Judge Ikram insisted he had accidentally liked the message, and issued a statement at the time saying he did not know it had happened and it was a “genuine mistake”.

But he faced a barrage of media reports about the incident, and calls for misconduct proceedings including from former Home Secretary Suella Braverman.

On Tuesday, the Judicial Conduct Investigation Office announced that Judge Ikram has been issued with a formal warning by Lord Chancellor Alex Chalk and the Lady Chief Justice, Baroness Carr.

The judge, who sits on high profile criminal cases at Westminster magistrates court had identified himself as a judge on LinkedIn, in breach of judicial social media guidelines.

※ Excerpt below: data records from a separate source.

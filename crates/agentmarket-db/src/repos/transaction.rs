//! Transaction repository
//!
//! Every purchase or execution attempt is one row. Rows are append-only apart
//! from their status; settling a row (moving it to `completed`) credits the
//! agent's earnings and sales counter in the same database transaction.

use agentmarket_types::{
    normalize_address, parse_amount, TransactionStatus, ANONYMOUS_BUYER, PENDING_TX_HASH,
};
use chrono::Utc;
use rust_decimal::Decimal;
use sqlx::{Sqlite, SqlitePool};
use tracing::debug;
use uuid::Uuid;

use crate::{DbError, DbResult, DbTransaction, NewTransaction};

/// Number of transactions embedded in an agent detail view
pub const RECENT_TRANSACTIONS: i64 = 10;

const LOCK_AGENT: &str = "UPDATE agents SET updated_at = updated_at WHERE id = ?";
const LOCK_TRANSACTION: &str = "UPDATE transactions SET status = status WHERE id = ?";

pub struct TransactionRepo {
    pool: SqlitePool,
}

impl TransactionRepo {
    pub fn new(pool: SqlitePool) -> Self {
        Self { pool }
    }

    /// Record a transaction and, if it is completed, credit the agent
    pub async fn record_sale(&self, new: &NewTransaction) -> DbResult<DbTransaction> {
        if new.amount.is_sign_negative() {
            return Err(DbError::InvalidInput(format!(
                "amount must be non-negative: {}",
                new.amount
            )));
        }

        let mut tx = self.pool.begin().await?;

        if !lock_row(&mut tx, LOCK_AGENT, &new.agent_id).await? {
            return Err(DbError::NotFound(format!("Agent {}", new.agent_id)));
        }

        let buyer = new
            .buyer
            .as_deref()
            .map(normalize_address)
            .filter(|b| !b.is_empty())
            .unwrap_or_else(|| ANONYMOUS_BUYER.to_string());
        let tx_hash = new
            .tx_hash
            .clone()
            .filter(|h| !h.trim().is_empty())
            .unwrap_or_else(|| PENDING_TX_HASH.to_string());

        let row = sqlx::query_as::<_, DbTransaction>(
            r#"
            INSERT INTO transactions (id, agent_id, buyer, amount, tx_hash, status, prompt, response, timestamp)
            VALUES (?, ?, ?, ?, ?, ?, ?, ?, ?)
            RETURNING *
            "#,
        )
        .bind(Uuid::new_v4().to_string())
        .bind(&new.agent_id)
        .bind(buyer)
        .bind(new.amount.normalize().to_string())
        .bind(tx_hash)
        .bind(new.status.as_str())
        .bind(&new.prompt)
        .bind(&new.response)
        .bind(Utc::now())
        .fetch_one(&mut *tx)
        .await
        .map_err(DbError::from_write)?;

        if new.status.is_settled() {
            credit_agent(&mut tx, &new.agent_id, new.amount, 1).await?;
        }

        tx.commit().await?;

        debug!(id = %row.id, agent_id = %row.agent_id, status = %row.status, "Recorded transaction");

        Ok(row)
    }

    /// Find transaction by ID
    pub async fn find_by_id(&self, id: &str) -> DbResult<Option<DbTransaction>> {
        let row = sqlx::query_as::<_, DbTransaction>("SELECT * FROM transactions WHERE id = ?")
            .bind(id)
            .fetch_optional(&self.pool)
            .await?;

        Ok(row)
    }

    /// Most recent transactions for an agent, newest first
    pub async fn recent_for_agent(&self, agent_id: &str, limit: i64) -> DbResult<Vec<DbTransaction>> {
        let rows = sqlx::query_as::<_, DbTransaction>(
            r#"
            SELECT * FROM transactions
            WHERE agent_id = ?
            ORDER BY timestamp DESC, rowid DESC
            LIMIT ?
            "#,
        )
        .bind(agent_id)
        .bind(limit)
        .fetch_all(&self.pool)
        .await?;

        Ok(rows)
    }

    /// Change a transaction's status.
    ///
    /// Crossing into `completed` credits the agent, leaving it debits the
    /// agent, so the counters always match the set of settled rows.
    pub async fn update_status(
        &self,
        id: &str,
        status: TransactionStatus,
    ) -> DbResult<Option<DbTransaction>> {
        let mut tx = self.pool.begin().await?;

        if !lock_row(&mut tx, LOCK_TRANSACTION, id).await? {
            return Ok(None);
        }

        let current = sqlx::query_as::<_, DbTransaction>("SELECT * FROM transactions WHERE id = ?")
            .bind(id)
            .fetch_optional(&mut *tx)
            .await?;
        let Some(current) = current else {
            return Ok(None);
        };

        let was_settled = current.status().map(|s| s.is_settled()).unwrap_or(false);

        let updated = sqlx::query_as::<_, DbTransaction>(
            "UPDATE transactions SET status = ? WHERE id = ? RETURNING *",
        )
        .bind(status.as_str())
        .bind(id)
        .fetch_one(&mut *tx)
        .await
        .map_err(DbError::from_write)?;

        match (was_settled, status.is_settled()) {
            (false, true) => {
                credit_agent(&mut tx, &current.agent_id, current.amount_value(), 1).await?
            }
            (true, false) => {
                credit_agent(&mut tx, &current.agent_id, -current.amount_value(), -1).await?
            }
            _ => {}
        }

        tx.commit().await?;

        Ok(Some(updated))
    }
}

/// No-op write on one row, returning whether the row exists.
///
/// Must be the first statement of the transaction. A transaction that reads
/// before writing gets `SQLITE_BUSY` on lock upgrade instead of waiting on the
/// busy timeout.
async fn lock_row(
    tx: &mut sqlx::Transaction<'_, Sqlite>,
    lock_sql: &'static str,
    id: &str,
) -> DbResult<bool> {
    let result = sqlx::query(lock_sql).bind(id).execute(&mut **tx).await?;
    Ok(result.rows_affected() > 0)
}

/// Adjust earnings and sales of an agent inside an open transaction.
///
/// Earnings are stored as decimal text, so the sum is computed here rather
/// than in SQL. The caller must already hold the write lock ([`lock_row`]).
async fn credit_agent(
    tx: &mut sqlx::Transaction<'_, Sqlite>,
    agent_id: &str,
    amount: Decimal,
    sales_delta: i64,
) -> DbResult<()> {
    let earnings: Option<String> = sqlx::query_scalar("SELECT earnings FROM agents WHERE id = ?")
        .bind(agent_id)
        .fetch_optional(&mut **tx)
        .await?;
    let earnings = earnings.ok_or_else(|| DbError::NotFound(format!("Agent {}", agent_id)))?;

    let current = parse_amount(&earnings).unwrap_or_default();
    let updated = (current + amount).max(Decimal::ZERO).normalize();

    sqlx::query(
        r#"
        UPDATE agents
        SET earnings = ?, total_sales = MAX(total_sales + ?, 0), updated_at = ?
        WHERE id = ?
        "#,
    )
    .bind(updated.to_string())
    .bind(sales_delta)
    .bind(Utc::now())
    .bind(agent_id)
    .execute(&mut **tx)
    .await?;

    Ok(())
}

The JCIO ruling set out that Judge Ikram had “accepted that inadvertently ‘liking’ the post had raised concerns about his impartiality”, and he conceded he was not familiar with the latest rules for social media use.

“He stressed that he had not intended to ‘like’ the post, describing it as ‘repulsive’,” stated the disciplinary body.

“He stated that when he became aware of the article, he had done all he could to mitigate the impact of inadvertently ‘liking’ the post. This included contacting the Judicial Office Press Office. The judge also closed his LinkedIn account, which he had primarily used for his work as a Diversity and Community Relations judge.

“In support of his representations, Judge Ikram provided a technical report which he had commissioned. The report confirmed that he had no direct social media connection with the poster of the comment. The report also stated that it was “abundantly simple” for a LinkedIn user to inadvertently trigger a ‘like’ using their iPhone, by double-tapping an image.”

 (ES Composite)
(ES Composite)

Judge Ikram had referred himself to the JCIO in the wake of press reporting about the LinkedIn post, and the JCIO said it had received 60 complaints.

A judge who assessed his case found Judge Ikram, who was awarded a CBE in 2022 for his work on judicial diversity, had used LinkedIn to promote that work.

But she also found that the “inadvertent liking of the post had resulted in a perception of bias”, due to his high profile sitting on the pro-Palestine protester trial.

The judge found that he had “taken full responsibility and shown genuine remorse”, and recommended formal words of advice.

But the Lord Chancellor and the Lady Chief Justice decided on a tougher sanction as he had caused “significant reputational damage to the judiciary”, and to “underline their shared view on the seriousness of misuse of social media by judges”.